The other day SGC asked in my hospital EHR adoption chart post: “If there were no penalties for non-EHR adoption, what would that chart look like?”

For those that are too lazy to click over to that post to see the chart, it basically shows hospital EHR adoption being massively accelerated thanks to the government EHR incentive program. In fact, we’re approaching full adoption of EHR in the hospital space (worth noting is that the ambulatory provider space is lagging far behind that adoption). SGC asks the question about whether that adoption would have occurred without the penalties.

My personal experience is that most organizations appreciate the EHR incentive money and plan that in as part of their budgeting for an EHR, but that they were really much more motivated by the EHR penalties that would accrue if they didn’t adopt an EHR. So, I’d say that people are more afraid of the stick than they are motivated by the carrot.
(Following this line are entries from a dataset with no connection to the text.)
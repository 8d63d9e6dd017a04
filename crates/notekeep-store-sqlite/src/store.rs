//! [`SqliteStore`]: the SQLite implementation of the notekeep storage traits.

use std::path::Path;

use chrono::{DateTime, Utc};
use rusqlite::OptionalExtension as _;

use notekeep_core::{
  merge::MergePlan,
  note::{Note, NoteDraft, now_millis},
  store::{NoteCache, SessionStore, UserStore},
  user::{NewUser, UNUSABLE_PASSWORD_HASH, User, UserId, UserRecord},
};

use crate::{
  Error, Result,
  encode::{NOTE_COLUMNS, NoteParams, RawNote, RawUser, encode_dt},
  schema::SCHEMA,
};

const USER_COLUMNS: &str = "id, name, email, password_hash, created_at";

// ─── Store ───────────────────────────────────────────────────────────────────

/// A notekeep store backed by a single SQLite file.
///
/// Cloning is cheap; the inner connection is reference-counted.
#[derive(Clone)]
pub struct SqliteStore {
  conn: tokio_rusqlite::Connection,
}

impl SqliteStore {
  /// Open (or create) a store at `path` and run schema initialisation.
  pub async fn open(path: impl AsRef<Path>) -> Result<Self> {
    let conn = tokio_rusqlite::Connection::open(path).await?;
    let store = Self { conn };
    store.init_schema().await?;
    Ok(store)
  }

  /// Open an in-memory store, for tests and development.
  pub async fn open_in_memory() -> Result<Self> {
    let conn = tokio_rusqlite::Connection::open_in_memory().await?;
    let store = Self { conn };
    store.init_schema().await?;
    Ok(store)
  }

  async fn init_schema(&self) -> Result<()> {
    self
      .conn
      .call(|conn| {
        conn.execute_batch(SCHEMA)?;
        Ok(())
      })
      .await?;
    Ok(())
  }

  async fn query_notes(&self, user_id: UserId, include_tombstones: bool) -> Result<Vec<Note>> {
    let sql = format!(
      "SELECT {NOTE_COLUMNS} FROM notes
       WHERE user_id = ?1 {}
       ORDER BY created_at DESC, rowid DESC",
      if include_tombstones { "" } else { "AND sync_state != 'pending_delete'" },
    );

    let raws: Vec<RawNote> = self
      .conn
      .call(move |conn| {
        let mut stmt = conn.prepare(&sql)?;
        let rows = stmt
          .query_map(rusqlite::params![user_id], RawNote::from_row)?
          .collect::<rusqlite::Result<Vec<_>>>()?;
        Ok(rows)
      })
      .await?;

    raws.into_iter().map(RawNote::into_note).collect()
  }
}

// ─── UserStore impl ──────────────────────────────────────────────────────────

impl UserStore for SqliteStore {
  type Error = Error;

  async fn insert_user(&self, input: NewUser) -> Result<Option<User>> {
    let created_at = now_millis();
    let at_str = encode_dt(created_at);
    let NewUser { name, email, password_hash } = input;
    let (row_name, row_email) = (name.clone(), email.clone());

    // The existence check and the insert share the connection thread, so no
    // other write can slip in between them.
    let id: Option<i64> = self
      .conn
      .call(move |conn| {
        let taken = conn
          .query_row(
            "SELECT 1 FROM users WHERE email = ?1",
            rusqlite::params![row_email],
            |_| Ok(true),
          )
          .optional()?
          .unwrap_or(false);
        if taken {
          return Ok(None);
        }

        conn.execute(
          "INSERT INTO users (name, email, password_hash, created_at) VALUES (?1, ?2, ?3, ?4)",
          rusqlite::params![row_name, row_email, password_hash, at_str],
        )?;
        Ok(Some(conn.last_insert_rowid()))
      })
      .await?;

    Ok(id.map(|id| User { id, name, email, created_at }))
  }

  async fn find_user_by_email(&self, email: &str) -> Result<Option<UserRecord>> {
    let email = email.to_owned();

    let raw: Option<RawUser> = self
      .conn
      .call(move |conn| {
        Ok(
          conn
            .query_row(
              &format!("SELECT {USER_COLUMNS} FROM users WHERE email = ?1"),
              rusqlite::params![email],
              RawUser::from_row,
            )
            .optional()?,
        )
      })
      .await?;

    raw.map(RawUser::into_record).transpose()
  }

  async fn get_user(&self, id: UserId) -> Result<Option<User>> {
    let raw: Option<RawUser> = self
      .conn
      .call(move |conn| {
        Ok(
          conn
            .query_row(
              &format!("SELECT {USER_COLUMNS} FROM users WHERE id = ?1"),
              rusqlite::params![id],
              RawUser::from_row,
            )
            .optional()?,
        )
      })
      .await?;

    Ok(raw.map(RawUser::into_record).transpose()?.map(|r| r.user))
  }

  async fn set_password_hash(&self, id: UserId, password_hash: String) -> Result<bool> {
    let changed = self
      .conn
      .call(move |conn| {
        Ok(conn.execute(
          "UPDATE users SET password_hash = ?1 WHERE id = ?2",
          rusqlite::params![password_hash, id],
        )?)
      })
      .await?;
    Ok(changed > 0)
  }

  async fn delete_user(&self, id: UserId) -> Result<bool> {
    let removed = self
      .conn
      .call(move |conn| {
        Ok(conn.execute("DELETE FROM users WHERE id = ?1", rusqlite::params![id])?)
      })
      .await?;
    if removed > 0 {
      tracing::info!(user_id = id, "deleted user and their notes");
    }
    Ok(removed > 0)
  }

  async fn mirror_user(&self, user: User) -> Result<()> {
    let at_str = encode_dt(user.created_at);

    self
      .conn
      .call(move |conn| {
        let tx = conn.transaction()?;
        // The mirror follows the authority: a stale row holding this email
        // under another id belongs to an identity that no longer exists.
        tx.execute(
          "DELETE FROM users WHERE email = ?1 AND id != ?2",
          rusqlite::params![user.email, user.id],
        )?;
        tx.execute(
          "INSERT INTO users (id, name, email, password_hash, created_at)
           VALUES (?1, ?2, ?3, ?4, ?5)
           ON CONFLICT(id) DO UPDATE SET name = excluded.name, email = excluded.email",
          rusqlite::params![user.id, user.name, user.email, UNUSABLE_PASSWORD_HASH, at_str],
        )?;
        tx.commit()?;
        Ok(())
      })
      .await?;
    Ok(())
  }
}

// ─── NoteCache impl ──────────────────────────────────────────────────────────

impl NoteCache for SqliteStore {
  type Error = Error;

  async fn list_notes(&self, user_id: UserId) -> Result<Vec<Note>> {
    self.query_notes(user_id, false).await
  }

  async fn all_notes(&self, user_id: UserId) -> Result<Vec<Note>> {
    self.query_notes(user_id, true).await
  }

  async fn get_note(&self, id: &str, user_id: UserId) -> Result<Option<Note>> {
    let id = id.to_owned();

    let raw: Option<RawNote> = self
      .conn
      .call(move |conn| {
        Ok(
          conn
            .query_row(
              &format!(
                "SELECT {NOTE_COLUMNS} FROM notes
                 WHERE id = ?1 AND user_id = ?2 AND sync_state != 'pending_delete'"
              ),
              rusqlite::params![id, user_id],
              RawNote::from_row,
            )
            .optional()?,
        )
      })
      .await?;

    raw.map(RawNote::into_note).transpose()
  }

  async fn put_note(&self, note: Note) -> Result<()> {
    let params = NoteParams::from(note);
    self
      .conn
      .call(move |conn| {
        params.upsert(conn)?;
        Ok(())
      })
      .await?;
    Ok(())
  }

  async fn edit_note(&self, id: &str, user_id: UserId, draft: NoteDraft) -> Result<Option<Note>> {
    let id = id.to_owned();

    // Read, edit and write inside one transaction on the connection thread,
    // so concurrent edits of one note apply one after the other.
    self
      .conn
      .call(move |conn| {
        let tx = conn.transaction()?;
        let raw = tx
          .query_row(
            &format!(
              "SELECT {NOTE_COLUMNS} FROM notes
               WHERE id = ?1 AND user_id = ?2 AND sync_state != 'pending_delete'"
            ),
            rusqlite::params![id, user_id],
            RawNote::from_row,
          )
          .optional()?;
        let Some(raw) = raw else {
          return Ok(None);
        };

        let mut note = raw
          .into_note()
          .map_err(|e| tokio_rusqlite::Error::Other(e.to_string().into()))?;
        note.apply(draft);
        NoteParams::from(note.clone()).upsert(&tx)?;
        tx.commit()?;
        Ok(Some(note))
      })
      .await
      .map_err(Error::from)
  }

  async fn remove_note(&self, id: &str, user_id: UserId) -> Result<bool> {
    let id = id.to_owned();
    let removed = self
      .conn
      .call(move |conn| {
        Ok(conn.execute(
          "DELETE FROM notes WHERE id = ?1 AND user_id = ?2",
          rusqlite::params![id, user_id],
        )?)
      })
      .await?;
    Ok(removed > 0)
  }

  async fn rekey_note(&self, old_id: &str, note: Note) -> Result<()> {
    let old_id = old_id.to_owned();
    let user_id = note.user_id;
    let params = NoteParams::from(note);

    self
      .conn
      .call(move |conn| {
        let tx = conn.transaction()?;
        tx.execute(
          "DELETE FROM notes WHERE id = ?1 AND user_id = ?2",
          rusqlite::params![old_id, user_id],
        )?;
        params.upsert(&tx)?;
        tx.commit()?;
        Ok(())
      })
      .await?;
    Ok(())
  }

  async fn apply_merge(&self, user_id: UserId, plan: MergePlan) -> Result<()> {
    if plan.is_empty() {
      return Ok(());
    }
    let upserts: Vec<NoteParams> = plan.upserts.into_iter().map(NoteParams::from).collect();
    let removals = plan.removals;

    self
      .conn
      .call(move |conn| {
        let tx = conn.transaction()?;
        for id in &removals {
          tx.execute(
            "DELETE FROM notes WHERE id = ?1 AND user_id = ?2",
            rusqlite::params![id, user_id],
          )?;
        }
        for params in &upserts {
          params.upsert(&tx)?;
        }
        tx.commit()?;
        Ok(())
      })
      .await?;
    Ok(())
  }
}

// ─── SessionStore impl ───────────────────────────────────────────────────────

impl SessionStore for SqliteStore {
  type Error = Error;

  async fn insert_session(
    &self,
    token_digest: String,
    user_id:      UserId,
    expires_at:   DateTime<Utc>,
  ) -> Result<()> {
    let created_str = encode_dt(now_millis());
    let expires_str = encode_dt(expires_at);

    self
      .conn
      .call(move |conn| {
        conn.execute(
          "INSERT INTO sessions (token_hash, user_id, created_at, expires_at)
           VALUES (?1, ?2, ?3, ?4)",
          rusqlite::params![token_digest, user_id, created_str, expires_str],
        )?;
        Ok(())
      })
      .await?;
    Ok(())
  }

  async fn session_user(&self, token_digest: &str, now: DateTime<Utc>) -> Result<Option<User>> {
    let digest = token_digest.to_owned();
    let now_str = encode_dt(now);

    let raw: Option<RawUser> = self
      .conn
      .call(move |conn| {
        Ok(
          conn
            .query_row(
              "SELECT u.id, u.name, u.email, u.password_hash, u.created_at
               FROM sessions s
               JOIN users u ON u.id = s.user_id
               WHERE s.token_hash = ?1 AND s.expires_at > ?2",
              rusqlite::params![digest, now_str],
              RawUser::from_row,
            )
            .optional()?,
        )
      })
      .await?;

    Ok(raw.map(RawUser::into_record).transpose()?.map(|r| r.user))
  }

  async fn purge_expired_sessions(&self, now: DateTime<Utc>) -> Result<usize> {
    let now_str = encode_dt(now);
    let purged = self
      .conn
      .call(move |conn| {
        Ok(conn.execute(
          "DELETE FROM sessions WHERE expires_at <= ?1",
          rusqlite::params![now_str],
        )?)
      })
      .await?;
    Ok(purged)
  }
}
This is probably more so the case because the penalties are going to exist in perpetuity. I think most hospital organizations believe (and I think rightly so) that the EHR penalties for not using an EHR are not going to stop. In fact, they could get much worse. Not to mention, other payers might start implementing similar penalties for non-EHR use as well.

What’s been your experience? Are the carrot or the stick more motivating to healthcare organizations?

Another related question would be, “If there had been no EHR incentive or penalties, what would the EHR adoption chart look like today?” That’s a topic for another blog post.